According to Magyar Hírlap, Hungarian economic performance within the EU was second only to Poland, whose growth in the same period was around five percent. Meanwhile, GDP growth both in the Eurozone and the Union as a whole declined to 2.2 percent.

So it is quite ironic and gives us more than a little satisfaction that the two “black sheep” often singled out by the imperial leaders in Brussels and put under political pressure, subjected to legal procedures and financial blackmail are their driving economic forces.
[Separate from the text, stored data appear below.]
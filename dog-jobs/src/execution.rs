//! One attempt of one job: handler lookup, invocation, and the resulting
//! state transition. Both queue variants run jobs through [`Executor`] and
//! only differ in where they keep the record afterwards.

use std::any::Any;
use std::panic::AssertUnwindSafe;
use std::sync::Arc;
use std::time::{Duration, Instant};

use futures::FutureExt;
use serde_json::Value;
use tracing::{error, info, warn};

use crate::job::{HandlerRegistry, JobHandler, JobMeta};
use crate::observability::ObservabilityLayer;
use crate::{FailureOutcome, JobError, JobRecord, QueueError};

/// Where an attempt left the job
#[derive(Debug, Clone, PartialEq)]
pub(crate) enum Settled {
    Completed(Option<Value>),
    Retry,
    Failed,
}

#[derive(Clone)]
pub(crate) struct Executor {
    queue: Arc<str>,
    registry: HandlerRegistry,
    observability: ObservabilityLayer,
    max_retry_delay: Option<Duration>,
}

impl Executor {
    pub(crate) fn new(
        queue: &str,
        registry: HandlerRegistry,
        observability: ObservabilityLayer,
        max_retry_delay: Option<Duration>,
    ) -> Self {
        Self {
            queue: Arc::from(queue),
            registry,
            observability,
            max_retry_delay,
        }
    }

    /// Run one attempt of a job the caller has already marked `running`
    pub(crate) async fn run(&self, record: &mut JobRecord) -> Settled {
        self.observability.record_started(record);

        let Some(handler) = self.registry.get(&record.job_type) else {
            let reason = QueueError::HandlerNotRegistered(record.job_type.clone()).to_string();
            error!(
                queue = %self.queue,
                job_id = %record.id,
                job_type = %record.job_type,
                "{}", reason
            );
            record.fail(reason);
            self.observability.record_failed(record, None);
            return Settled::Failed;
        };

        let (result, elapsed) = invoke(handler, record).await;
        self.settle(record, result, elapsed)
    }

    fn settle(
        &self,
        record: &mut JobRecord,
        result: Result<Option<Value>, JobError>,
        elapsed: Duration,
    ) -> Settled {
        let elapsed_ms = elapsed.as_millis() as u64;

        let error = match result {
            Ok(value) => {
                record.complete();
                info!(
                    queue = %self.queue,
                    job_id = %record.id,
                    job_type = %record.job_type,
                    attempt = record.attempts + 1,
                    elapsed_ms,
                    "Job completed"
                );
                self.observability.record_completed(record, elapsed);
                return Settled::Completed(value);
            }
            Err(error) => error,
        };

        match record.record_failure(&error, self.max_retry_delay) {
            FailureOutcome::Retry { attempt, delay, retry_at } => {
                warn!(
                    queue = %self.queue,
                    job_id = %record.id,
                    job_type = %record.job_type,
                    attempt,
                    delay_ms = delay.as_millis() as u64,
                    error = %error,
                    "Job failed, retry scheduled"
                );
                self.observability.record_retry(record, delay, retry_at, elapsed);
                Settled::Retry
            }
            FailureOutcome::Exhausted { attempts } => {
                error!(
                    queue = %self.queue,
                    job_id = %record.id,
                    job_type = %record.job_type,
                    attempts,
                    error = %error,
                    "Job failed permanently, retries exhausted"
                );
                self.observability.record_failed(record, Some(elapsed));
                Settled::Failed
            }
            FailureOutcome::Rejected { attempts } => {
                error!(
                    queue = %self.queue,
                    job_id = %record.id,
                    job_type = %record.job_type,
                    attempts,
                    error = %error,
                    "Job failed permanently"
                );
                self.observability.record_failed(record, Some(elapsed));
                Settled::Failed
            }
        }
    }
}

/// Invoke the handler, turning a panic into a retryable failure
async fn invoke(handler: Arc<dyn JobHandler>, record: &JobRecord) -> (Result<Option<Value>, JobError>, Duration) {
    let meta = JobMeta::from_record(record);
    let started = Instant::now();

    let result = AssertUnwindSafe(handler.handle(record.payload.clone(), meta))
        .catch_unwind()
        .await
        .unwrap_or_else(|panic| Err(JobError::retryable(format!("handler panicked: {}", panic_message(&*panic)))));

    (result, started.elapsed())
}

fn panic_message(panic: &(dyn Any + Send)) -> &str {
    if let Some(msg) = panic.downcast_ref::<&'static str>() {
        msg
    } else if let Some(msg) = panic.downcast_ref::<String>() {
        msg.as_str()
    } else {
        "unknown panic"
    }
}

#[cfg(test)]
mod tests {
    use super::*;
    use crate::job::handler_fn;
    use crate::{JobStatus, Payload, RetryPolicy};
    use tracing_test::traced_test;

    fn executor(registry: HandlerRegistry) -> Executor {
        Executor::new("test", registry, ObservabilityLayer::new(), None)
    }

    fn running(job_type: &str) -> JobRecord {
        let mut record = JobRecord::new(job_type, Payload::new(), RetryPolicy::default());
        record.mark_running();
        record
    }

    #[tokio::test]
    #[traced_test]
    async fn test_retry_is_logged_with_delay() {
        let registry = HandlerRegistry::new();
        registry.register(
            "flaky",
            Arc::new(handler_fn(|_p, _m| async { Err::<(), _>(JobError::retryable("portal timeout")) })),
        );

        let mut record = running("flaky");
        let settled = executor(registry).run(&mut record).await;

        assert!(matches!(settled, Settled::Retry));
        assert_eq!(record.status, JobStatus::Pending);
        assert!(logs_contain("Job failed, retry scheduled"));
        assert!(logs_contain("delay_ms=1000"));
    }

    #[tokio::test]
    async fn test_missing_handler_fails_permanently() {
        let mut record = running("ghost");
        let settled = executor(HandlerRegistry::new()).run(&mut record).await;

        assert_eq!(settled, Settled::Failed);
        assert_eq!(record.status, JobStatus::Failed);
        assert_eq!(record.attempts, 1);
        assert!(record.last_error.unwrap().contains("ghost"));
    }

    #[tokio::test]
    async fn test_panic_becomes_failure() {
        let registry = HandlerRegistry::new();
        registry.register(
            "boom",
            Arc::new(handler_fn(|_p, _m| async {
                if true {
                    panic!("kaboom");
                }
                Ok::<(), JobError>(())
            })),
        );

        let mut record = running("boom");
        let settled = executor(registry).run(&mut record).await;

        assert!(matches!(settled, Settled::Retry));
        assert_eq!(record.last_error.as_deref(), Some("handler panicked: kaboom"));
    }

    #[tokio::test]
    async fn test_success_carries_result() {
        let registry = HandlerRegistry::new();
        registry.register("count", Arc::new(handler_fn(|_p, _m| async { Ok::<_, JobError>(7) })));

        let mut record = running("count");
        let settled = executor(registry).run(&mut record).await;

        assert_eq!(settled, Settled::Completed(Some(Value::from(7))));
        assert_eq!(record.status, JobStatus::Completed);
        assert_eq!(record.attempts, 0);
    }
}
Last June, when Hungary assumed the revolving presidency of the Visegrád Four Group – consisting of the Czech Republic, Hungary, Poland and Slovakia – Hungarian Prime Minister Viktor Orbán said that “this is (a region) holding Europe’s hidden cultural and economic reserves and the world will be quite astonished when these will be set in motion”. At the time, some may have smiled at this, but the figures confirm this statement.

After 2017, Hungarian economic growth will again exceed four percent and the government’s convergence program of sustained annual growth of over four percent until 2022 seems quite realistic.

This May, following his third consecutive electoral victory, in his Prime Minister’s acceptance speech, Orbán set forth the goal that by 2030 Hungary should be among the five European countries with the best living and working conditions. Current growth trends are promising in this respect. But it is also in our best interest that after Poland and Hungary other European economies also achieve their full potential.